## Instructions for the task
Lift out each line of the data that holds "context".

## Extracted information
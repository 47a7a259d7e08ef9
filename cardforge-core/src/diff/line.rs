use serde::Serialize;

#[derive(Debug, Clone, Copy, PartialEq, Eq, Serialize)]
#[serde(rename_all = "lowercase")]
pub enum DiffKind {
    Add,
    Remove,
    Unchanged,
}

/// One line of a line diff
///
/// `line_number` is 1-based, on the revised side for `add` and on the
/// original side otherwise.
#[derive(Debug, Clone, PartialEq, Eq, Serialize)]
#[serde(rename_all = "camelCase")]
pub struct DiffOperation {
    #[serde(rename = "type")]
    pub kind: DiffKind,
    pub value: String,
    pub line_number: usize,
}

impl DiffOperation {
    fn new(kind: DiffKind, value: &str, line_number: usize) -> Self {
        Self {
            kind,
            value: value.to_string(),
            line_number,
        }
    }

    pub fn is_change(&self) -> bool {
        self.kind != DiffKind::Unchanged
    }
}

/// Compare two texts line by line with two synchronized cursors
///
/// Equal lines are unchanged; differing lines become a remove/add pair; the
/// tail of the longer side becomes pure adds or removes. No alignment
/// search is done, so a line inserted mid-text mismatches every line after it.
pub fn compute_line_diff(original: &str, revised: &str) -> Vec<DiffOperation> {
    let original: Vec<&str> = original.split('\n').collect();
    let revised: Vec<&str> = revised.split('\n').collect();

    let mut ops = Vec::with_capacity(original.len().max(revised.len()));
    let (mut i, mut j) = (0, 0);

    while i < original.len() || j < revised.len() {
        match (original.get(i), revised.get(j)) {
            (Some(a), Some(b)) if a == b => {
                ops.push(DiffOperation::new(DiffKind::Unchanged, a, i + 1));
                i += 1;
                j += 1;
            }
            (None, Some(b)) => {
                ops.push(DiffOperation::new(DiffKind::Add, b, j + 1));
                j += 1;
            }
            (Some(a), None) => {
                ops.push(DiffOperation::new(DiffKind::Remove, a, i + 1));
                i += 1;
            }
            (Some(a), Some(b)) => {
                ops.push(DiffOperation::new(DiffKind::Remove, a, i + 1));
                ops.push(DiffOperation::new(DiffKind::Add, b, j + 1));
                i += 1;
                j += 1;
            }
            (None, None) => break,
        }
    }

    ops
}

/// Per-kind line counts
#[derive(Debug, Clone, Copy, Default, PartialEq, Eq, Serialize)]
pub struct DiffStats {
    pub added: usize,
    pub removed: usize,
    pub unchanged: usize,
}

impl DiffStats {
    pub fn has_changes(&self) -> bool {
        self.added > 0 || self.removed > 0
    }
}

pub fn diff_stats(ops: &[DiffOperation]) -> DiffStats {
    ops.iter().fold(DiffStats::default(), |mut stats, op| {
        match op.kind {
            DiffKind::Add => stats.added += 1,
            DiffKind::Remove => stats.removed += 1,
            DiffKind::Unchanged => stats.unchanged += 1,
        }
        stats
    })
}

/// A rendered diff region: a visible line, or a folded run of unchanged lines
#[derive(Debug, Clone, PartialEq, Eq, Serialize)]
#[serde(tag = "kind", rename_all = "camelCase")]
pub enum DiffHunk {
    Line(DiffOperation),
    #[serde(rename_all = "camelCase")]
    Collapsed { count: usize, start_line: usize },
}

/// Fold unchanged runs, keeping `context` lines next to each change
///
/// A run before the first change keeps only its trailing context, a run
/// after the last change only its leading context. A diff without changes
/// folds entirely.
pub fn collapse_unchanged(ops: &[DiffOperation], context: usize) -> Vec<DiffHunk> {
    let mut hunks = Vec::new();
    let mut pos = 0;

    while pos < ops.len() {
        if ops[pos].is_change() {
            hunks.push(DiffHunk::Line(ops[pos].clone()));
            pos += 1;
            continue;
        }

        let start = pos;
        while pos < ops.len() && !ops[pos].is_change() {
            pos += 1;
        }
        let end = pos;

        let keep_head = if start == 0 { 0 } else { context };
        let keep_tail = if end == ops.len() { 0 } else { context };
        let len = end - start;

        if len <= keep_head + keep_tail {
            hunks.extend(ops[start..end].iter().cloned().map(DiffHunk::Line));
            continue;
        }

        hunks.extend(ops[start..start + keep_head].iter().cloned().map(DiffHunk::Line));
        let hidden = &ops[start + keep_head..end - keep_tail];
        hunks.push(DiffHunk::Collapsed {
            count: hidden.len(),
            start_line: hidden[0].line_number,
        });
        hunks.extend(ops[end - keep_tail..end].iter().cloned().map(DiffHunk::Line));
    }

    hunks
}
//! Graph consistency checks
//!
//! Issues are reported, never fixed here. Mutations that would fix them are
//! the caller's choice.

use std::collections::{BTreeMap, HashMap};

use serde::Serialize;

use super::node::{AssetGraph, AssetGraphNode};
use crate::storage::ids::{AssetId, BindingId};
use crate::storage::types::binding::parse_actor_tag;

#[derive(Debug, Clone, Copy, PartialEq, Eq, PartialOrd, Ord, Serialize)]
#[serde(rename_all = "lowercase")]
pub enum Severity {
    Error,
    Warning,
    Info,
}

/// One consistency problem, tied to the node it was found on
#[derive(Debug, Clone, PartialEq, Eq, Serialize)]
#[serde(rename_all = "camelCase")]
pub struct ValidationIssue {
    /// Graph node (binding) id
    pub asset_id: BindingId,
    pub asset_name: String,
    /// Referenced asset row
    pub referenced_asset_id: AssetId,
    pub severity: Severity,
    pub message: String,
}

impl ValidationIssue {
    fn new(node: &AssetGraphNode, severity: Severity, message: String) -> Self {
        Self {
            asset_id: node.id().clone(),
            asset_name: node.binding.name.clone(),
            referenced_asset_id: node.binding.asset_id.clone(),
            severity,
            message,
        }
    }
}

/// Check a graph for broken references, main-flag conflicts, undeclared
/// actors and duplicate orders
pub fn validate_graph(graph: &AssetGraph) -> Vec<ValidationIssue> {
    let mut issues = Vec::new();

    for node in graph.iter().filter(|n| n.is_broken()) {
        issues.push(ValidationIssue::new(
            node,
            Severity::Error,
            format!("referenced asset not found: {}", node.binding.asset_id),
        ));
    }

    // Graph order is (order, id), so the first main per role is the winner
    let mut main_seen: HashMap<&str, &BindingId> = HashMap::new();
    for node in graph.iter().filter(|n| n.is_main()) {
        match main_seen.get(node.role()) {
            Some(winner) => issues.push(ValidationIssue::new(
                node,
                Severity::Warning,
                format!(
                    "duplicate main flag for type '{}' (main is {})",
                    node.role(),
                    winner
                ),
            )),
            None => {
                main_seen.insert(node.role(), node.id());
            }
        }
    }

    for node in graph.iter() {
        for actor in node.binding.tags.iter().filter_map(|t| parse_actor_tag(t)) {
            if actor > graph.actor_count {
                issues.push(ValidationIssue::new(
                    node,
                    Severity::Info,
                    format!(
                        "actor {} is not declared on this card ({} declared)",
                        actor, graph.actor_count
                    ),
                ));
            }
        }
    }

    let mut by_order: BTreeMap<i64, Vec<&AssetGraphNode>> = BTreeMap::new();
    for node in graph.iter() {
        by_order.entry(node.order()).or_default().push(node);
    }
    for (order, nodes) in by_order {
        for node in nodes.iter().skip(1) {
            issues.push(ValidationIssue::new(
                node,
                Severity::Error,
                format!("duplicate order {} (shared with {})", order, nodes[0].id()),
            ));
        }
    }

    issues
}

#[cfg(test)]
mod tests {
    use super::super::test_support::{graph, node};
    use super::*;

    #[test]
    fn test_clean_graph() {
        let g = graph(
            1,
            vec![
                node("a", "icon", 0, true, &["actor:1"]),
                node("b", "background", 1, true, &[]),
            ],
        );
        assert!(validate_graph(&g).is_empty());
    }

    #[test]
    fn test_broken_reference() {
        let broken = AssetGraphNode::new(node("x", "icon", 0, false, &[]).binding, None);
        let issues = validate_graph(&graph(0, vec![broken]));
        assert_eq!(issues.len(), 1);
        assert_eq!(issues[0].severity, Severity::Error);
        assert!(issues[0].message.contains("referenced asset not found"));
        assert_eq!(issues[0].asset_id.as_str(), "x");
    }

    #[test]
    fn test_duplicate_main_flags_one_warning_per_loser() {
        let g = graph(
            0,
            vec![
                node("a", "icon", 0, true, &[]),
                node("b", "icon", 1, true, &[]),
                node("c", "icon", 2, true, &[]),
                node("bg", "background", 3, true, &[]),
            ],
        );
        let issues = validate_graph(&g);
        let flagged: Vec<_> = issues.iter().map(|i| i.asset_id.as_str()).collect();
        assert_eq!(flagged, vec!["b", "c"]);
        assert!(issues.iter().all(|i| i.severity == Severity::Warning));
        assert!(issues[0].message.contains("duplicate main flag"));
    }

    #[test]
    fn test_two_main_portraits_warn_and_lower_order_wins() {
        let g = graph(
            0,
            vec![
                node("hi", "icon", 5, true, &[]),
                node("lo", "icon", 1, true, &[]),
            ],
        );

        let issues = validate_graph(&g);
        assert_eq!(issues.len(), 1);
        assert_eq!(issues[0].severity, Severity::Warning);
        assert_eq!(issues[0].asset_id.as_str(), "hi");
        assert!(issues[0].message.starts_with("duplicate main flag"));

        let main = crate::graph::query::get_main_portrait(&g).unwrap();
        assert_eq!(main.id().as_str(), "lo");
    }

    #[test]
    fn test_undeclared_actor_is_info() {
        let g = graph(
            1,
            vec![
                node("a", "icon", 0, false, &["actor:1"]),
                node("b", "icon", 1, false, &["actor:3"]),
            ],
        );
        let issues = validate_graph(&g);
        assert_eq!(issues.len(), 1);
        assert_eq!(issues[0].severity, Severity::Info);
        assert_eq!(issues[0].asset_id.as_str(), "b");
    }

    #[test]
    fn test_duplicate_order() {
        let g = graph(
            0,
            vec![
                node("a", "icon", 1, false, &[]),
                node("b", "sound", 1, false, &[]),
                node("c", "sound", 1, false, &[]),
                node("d", "sound", 2, false, &[]),
            ],
        );
        let issues = validate_graph(&g);
        let flagged: Vec<_> = issues.iter().map(|i| i.asset_id.as_str()).collect();
        assert_eq!(flagged, vec!["b", "c"]);
        assert!(issues.iter().all(|i| i.severity == Severity::Error));
        assert!(issues[0].message.starts_with("duplicate order 1"));
    }

    #[test]
    fn test_severity_wire_form() {
        assert_eq!(serde_json::to_value(Severity::Warning).unwrap(), "warning");
    }
}
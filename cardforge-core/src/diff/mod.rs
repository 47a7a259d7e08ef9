//! Diff engine for card snapshots
//!
//! - `line` - cursor-synchronous line diff over serialized documents
//! - `lorebook` - entry-aware lorebook diff
//! - `card` - both diffs over two card payloads
//!
//! Nothing here performs I/O or fails; malformed input degrades to a diff.

mod card;
mod line;
mod lorebook;

pub use card::{CardDiff, diff_cards};
pub use line::{DiffHunk, DiffKind, DiffOperation, DiffStats, collapse_unchanged, compute_line_diff, diff_stats};
pub use lorebook::{
    ENTRY_FIELDS, EntryDiffResult, EntryStatus, EntrySummary, FieldChange, LorebookDiff,
    SETTINGS_FIELDS, compute_lorebook_diff, entry_identity, locate_lorebook,
};
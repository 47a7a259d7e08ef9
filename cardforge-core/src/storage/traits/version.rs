//! VersionStore trait for card snapshots

use anyhow::Result;
use async_trait::async_trait;
use serde_json::Value;

use crate::storage::ids::{CardId, VersionId};
use crate::storage::types::version::VersionSnapshot;

/// Trait for version snapshot storage
///
/// Snapshots are immutable; the only mutation is deletion.
#[async_trait]
pub trait VersionStore: Send + Sync {
    /// Store a snapshot; `version_number` is assigned as `max + 1` per card
    async fn create_version(
        &self,
        card_id: &CardId,
        data: Value,
        message: &str,
    ) -> Result<VersionSnapshot>;

    /// Get a snapshot by ID
    async fn get_version(&self, id: &VersionId) -> Result<Option<VersionSnapshot>>;

    /// List a card's snapshots, ascending by version number
    async fn list_versions(&self, card_id: &CardId) -> Result<Vec<VersionSnapshot>>;

    /// Delete a snapshot
    async fn delete_version(&self, id: &VersionId) -> Result<bool>;
}
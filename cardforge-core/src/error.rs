//! Error taxonomy for the card core
//!
//! Graph-level inconsistencies are not errors; they are reported as
//! [`ValidationIssue`](crate::graph::ValidationIssue) values.

use thiserror::Error;

/// Errors surfaced by the graph service and version history
#[derive(Debug, Error)]
pub enum CardError {
    /// A card, asset, binding or version that must exist does not
    #[error("{kind} not found: {id}")]
    NotFound { kind: &'static str, id: String },

    /// A caller-supplied argument violates a precondition
    #[error("invalid {field}: {message}")]
    Validation { field: &'static str, message: String },

    /// I/O failure from a persistence collaborator, propagated unchanged
    #[error(transparent)]
    Storage(#[from] anyhow::Error),
}

impl CardError {
    pub fn not_found(kind: &'static str, id: impl ToString) -> Self {
        Self::NotFound {
            kind,
            id: id.to_string(),
        }
    }

    pub fn validation(field: &'static str, message: impl Into<String>) -> Self {
        Self::Validation {
            field,
            message: message.into(),
        }
    }

    pub fn is_not_found(&self) -> bool {
        matches!(self, Self::NotFound { .. })
    }

    pub fn is_validation(&self) -> bool {
        matches!(self, Self::Validation { .. })
    }
}

pub type CardResult<T> = std::result::Result<T, CardError>;
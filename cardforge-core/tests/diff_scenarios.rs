//! Diff engine behaviour on realistic card payloads

use cardforge_core::diff::{DiffKind, EntryStatus, collapse_unchanged, DiffHunk};
use cardforge_core::{compute_line_diff, compute_lorebook_diff, diff_cards};
use serde_json::json;

#[test]
fn test_cursor_diff_substitution() {
    let ops = compute_line_diff("a\nb\nc", "a\nx\nc");
    let shape: Vec<_> = ops.iter().map(|op| (op.kind, op.value.as_str())).collect();
    assert_eq!(
        shape,
        vec![
            (DiffKind::Unchanged, "a"),
            (DiffKind::Remove, "b"),
            (DiffKind::Add, "x"),
            (DiffKind::Unchanged, "c"),
        ]
    );
}

#[test]
fn test_round_trip_line_count() {
    let text = "line one\nline two\n\nline four";
    let ops = compute_line_diff(text, text);
    assert_eq!(ops.len(), text.split('\n').count());
    assert!(ops.iter().all(|op| op.kind == DiffKind::Unchanged));
}

#[test]
fn test_lorebook_reorder_and_edit() {
    let original = json!({
        "name": "Realm",
        "entries": [
            {"name": "Forest", "keys": ["forest"], "content": "A dark forest."},
            {"name": "River", "keys": ["river"], "content": "Cold water."},
            {"keys": ["mist"], "content": "Unnamed"}
        ]
    });
    let current = json!({
        "name": "Realm",
        "entries": [
            {"name": "River", "keys": ["river"], "content": "Cold water."},
            {"name": "Forest", "keys": ["forest", "woods"], "content": "A dark forest."},
            {"keys": ["mist"], "content": "Unnamed"}
        ]
    });

    let diff = compute_lorebook_diff(Some(&original), Some(&current));
    assert_eq!(diff.entry_summary.modified, 1);
    assert_eq!(diff.entry_summary.unchanged, 2);

    let river = &diff.entry_diffs[0];
    assert_eq!(river.status, EntryStatus::Unchanged);
    assert!(river.moved);

    let forest = &diff.entry_diffs[1];
    assert_eq!(forest.status, EntryStatus::Modified);
    assert_eq!(forest.field_changes.len(), 1);
    assert_eq!(forest.field_changes[0].field, "keys");

    let mist = &diff.entry_diffs[2];
    assert_eq!(mist.status, EntryStatus::Unchanged);
    assert!(!mist.moved);
}

#[test]
fn test_card_diff_collapses_for_display() {
    let mut entries = Vec::new();
    for i in 0..20 {
        entries.push(json!({"name": format!("E{i}"), "content": "same"}));
    }
    let before = json!({"data": {"description": "old", "character_book": {"entries": entries}}});
    let mut after = before.clone();
    after["data"]["description"] = json!("new");

    let diff = diff_cards(&before, &after);
    assert_eq!(diff.stats.added, 1);
    assert_eq!(diff.lorebook.entry_summary.unchanged, 20);

    let hunks = collapse_unchanged(&diff.lines, 2);
    let visible = hunks.iter().filter(|h| matches!(h, DiffHunk::Line(_))).count();
    assert!(visible < diff.lines.len());
    assert!(hunks.iter().any(|h| matches!(h, DiffHunk::Collapsed { .. })));
}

## Task response
/// Fold unchanged runs, keeping `context` lines next to each change
/// A run before the first change keeps only its trailing context, a run
/// after the last change only its leading context. A diff without changes
pub fn collapse_unchanged(ops: &[DiffOperation], context: usize) -> Vec<DiffHunk> {
        let keep_head = if start == 0 { 0 } else { context };
        let keep_tail = if end == ops.len() { 0 } else { context };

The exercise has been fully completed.